The maximum amount that may be paid to any eligible participant in any year under the Plan is $4,500,000.






If a Change of Control occurs, each participant will be entitled to the maximum prorated award based on the number of full or partial months completed prior to the Change in Control during the Plan Year in which the Change in Control occurs.






Participants who retire, resign or are terminated before the end of the Plan Year are not eligible for an award for the Plan Year. In the event of death or disability, payout will be prorated based on actual goal achievement and salary received for the portion of the year worked.






Neither the Plan, nor the payment of an award, nor any other action taken pursuant to the Plan, shall constitute or be evidence of any agreement or understanding, express or implied, that the Company or a Subsidiary will employ any individual for any period of time, in any position or at any particular rate of compensation.
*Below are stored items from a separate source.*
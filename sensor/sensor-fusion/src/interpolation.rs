//! Resolving a pose between recorded head poses.

use serde::{Deserialize, Serialize};

use crate::buffer::{Bracket, StreamBuffer};
use crate::error::{FusionError, Result};
use crate::transform::Transform3D;

/// How to fill in a pose between two recorded ones.
#[derive(Debug, Clone, Copy, PartialEq, Eq, Hash, Default, Serialize, Deserialize)]
#[serde(rename_all = "snake_case")]
pub enum InterpolationMethod {
    /// Lerp translation, slerp rotation.
    #[default]
    Linear,
    /// Whichever recorded pose is closer in time; ties go to the older one.
    Nearest,
    /// The older recorded pose.
    Previous,
}

/// Resolves head poses from a [`StreamBuffer`] of recorded poses.
///
/// ```
/// use glam::Vec3;
/// use sensor_fusion::{Interpolator, StreamBuffer, Transform3D};
///
/// let mut poses = StreamBuffer::new(8);
/// poses.push(0.0, Transform3D::identity()).unwrap();
/// poses.push(1.0, Transform3D::from_translation(Vec3::new(10.0, 0.0, 0.0))).unwrap();
///
/// let head = Interpolator::linear().interpolate_pose(&poses, 0.25).unwrap();
/// assert!((head.translation.x - 2.5).abs() < 1e-5);
/// ```
#[derive(Debug, Clone, Copy, PartialEq, Eq, Default)]
pub struct Interpolator {
    method: InterpolationMethod,
}

impl Interpolator {
    /// Creates an interpolator.
    #[must_use]
    pub const fn new(method: InterpolationMethod) -> Self {
        Self { method }
    }

    /// Lerp/slerp interpolator.
    #[must_use]
    pub const fn linear() -> Self {
        Self::new(InterpolationMethod::Linear)
    }

    /// The configured method.
    #[must_use]
    pub const fn method(&self) -> InterpolationMethod {
        self.method
    }

    /// Pose at `time` seconds.
    ///
    /// # Errors
    ///
    /// [`FusionError::NoSamples`] for an empty buffer and
    /// [`FusionError::OutsideWindow`] when `time` is outside the recorded
    /// window.
    pub fn interpolate_pose(&self, poses: &StreamBuffer<Transform3D>, time: f64) -> Result<Transform3D> {
        let (min, max) = poses.window().ok_or(FusionError::NoSamples("no poses recorded"))?;
        let bracket = poses
            .bracket(time)
            .ok_or(FusionError::outside_window(time, min, max))?;

        let (before, after) = match bracket {
            Bracket::Exact(sample) => return Ok(sample.value),
            Bracket::Between(before, after) => (before, after),
        };

        Ok(match self.method {
            InterpolationMethod::Linear => {
                #[allow(clippy::cast_possible_truncation)]
                let t = lerp_factor(before.time, after.time, time) as f32;
                before.value.lerp(&after.value, t)
            }
            InterpolationMethod::Nearest if after.time - time < time - before.time => after.value,
            InterpolationMethod::Nearest | InterpolationMethod::Previous => before.value,
        })
    }
}

/// Fraction of the way `x` lies from `a` to `b`; zero when `a` and `b`
/// coincide.
#[must_use]
pub fn lerp_factor(a: f64, b: f64, x: f64) -> f64 {
    let span = b - a;
    if span.abs() < f64::EPSILON {
        return 0.0;
    }
    (x - a) / span
}

#[cfg(test)]
#[allow(
    clippy::unwrap_used,
    clippy::expect_used,
    clippy::float_cmp,
    clippy::similar_names
)]
mod tests {
    use super::*;
    use approx::assert_relative_eq;
    use glam::{Quat, Vec3};
    use std::f32::consts::FRAC_PI_2;

    /// Identity at 0 s, quarter turn and 2 m along +X at 1 s.
    fn turn_and_step() -> StreamBuffer<Transform3D> {
        let mut poses = StreamBuffer::new(8);
        poses.push(0.0, Transform3D::identity()).unwrap();
        poses
            .push(
                1.0,
                Transform3D::new(Quat::from_rotation_y(FRAC_PI_2), Vec3::new(2.0, 0.0, 0.0)),
            )
            .unwrap();
        poses
    }

    #[test]
    fn default_is_linear() {
        assert_eq!(Interpolator::default().method(), InterpolationMethod::Linear);
        assert_eq!(
            serde_json::to_string(&InterpolationMethod::Previous).unwrap(),
            "\"previous\""
        );
    }

    #[test]
    fn linear_midpoint_lerps_and_slerps() {
        let head = Interpolator::linear()
            .interpolate_pose(&turn_and_step(), 0.5)
            .unwrap();
        assert_relative_eq!(head.translation.x, 1.0, epsilon = 1e-5);
        assert_relative_eq!(
            head.rotation.angle_between(Quat::IDENTITY),
            FRAC_PI_2 / 2.0,
            epsilon = 1e-4
        );
    }

    #[test]
    fn exact_hit_returns_sample() {
        let head = Interpolator::linear()
            .interpolate_pose(&turn_and_step(), 1.0)
            .unwrap();
        assert_relative_eq!(head.translation.x, 2.0);
    }

    #[test]
    fn nearest_and_previous() {
        let poses = turn_and_step();
        let nearest = Interpolator::new(InterpolationMethod::Nearest);
        assert_relative_eq!(nearest.interpolate_pose(&poses, 0.7).unwrap().translation.x, 2.0);
        assert_relative_eq!(nearest.interpolate_pose(&poses, 0.5).unwrap().translation.x, 0.0);

        let previous = Interpolator::new(InterpolationMethod::Previous);
        assert_relative_eq!(previous.interpolate_pose(&poses, 0.9).unwrap().translation.x, 0.0);
    }

    #[test]
    fn empty_or_outside_window() {
        let empty = StreamBuffer::new(8);
        assert!(matches!(
            Interpolator::linear().interpolate_pose(&empty, 0.5),
            Err(FusionError::NoSamples(_))
        ));

        let poses = turn_and_step();
        assert!(matches!(
            Interpolator::linear().interpolate_pose(&poses, -1.0),
            Err(FusionError::OutsideWindow { min, max, .. }) if min == 0.0 && max == 1.0
        ));
        assert!(Interpolator::linear().interpolate_pose(&poses, 2.0).is_err());
    }

    #[test]
    fn lerp_factor_spans() {
        assert_relative_eq!(lerp_factor(0.0, 10.0, 5.0), 0.5);
        assert_relative_eq!(lerp_factor(2.0, 4.0, 4.0), 1.0);
        assert_relative_eq!(lerp_factor(3.0, 3.0, 3.0), 0.0);
    }
}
The Board, in its sole discretion may recover all or part of an award under the Plan if it determines that all of the following have occurred:








any award under the Plan has been received by a Section 16 Officer or former Section 16 Officer of the Company;




the Section 16 Officer engaged in fraud that caused or substantially contributed to material restatement of the Company’s financial statements; and





the award was based in whole or in part based on financial results that were subsequently subject to the material restatement.








The Board may alter, amend or terminate the Plan at any time. An amendment of the Plan shall be subject to the approval of the Company’s stockholders only to the extent required by applicable laws, regulations or rules. No awards shall be granted under the Plan after the termination thereof.






The Plan shall be effective as of January 1, 2020.








“Board” means the Board of Directors of the Company, as constituted from time to time.





“Change in Control” for purposes of this Plan has the meaning proscribed in the Long Term Incentive Plan.





“Committee” means the Compensation Committee of the Board.




“Company” means PACCAR Inc, a Delaware corporation.




“Exchange Act” means the Securities Exchange Act of 1934, as amended.





Long Term Incentive Plan” means the PACCAR Inc Long Term Incentive Plan first adopted by the Board on February 11, 1991 and amended from time-to-time thereafter.





“Plan” means this amended and restated PACCAR Inc Senior Executive Yearly Incentive Compensation Plan, as it may be amended from time to time.









“Plan Year” means a calendar year.




“Section 16 Officer” means an executive officer as defined in section 16 of the Exchange Act.





“Subsidiary” means an entity in which the Company directly or indirectly owns a majority of all classes of outstanding equity.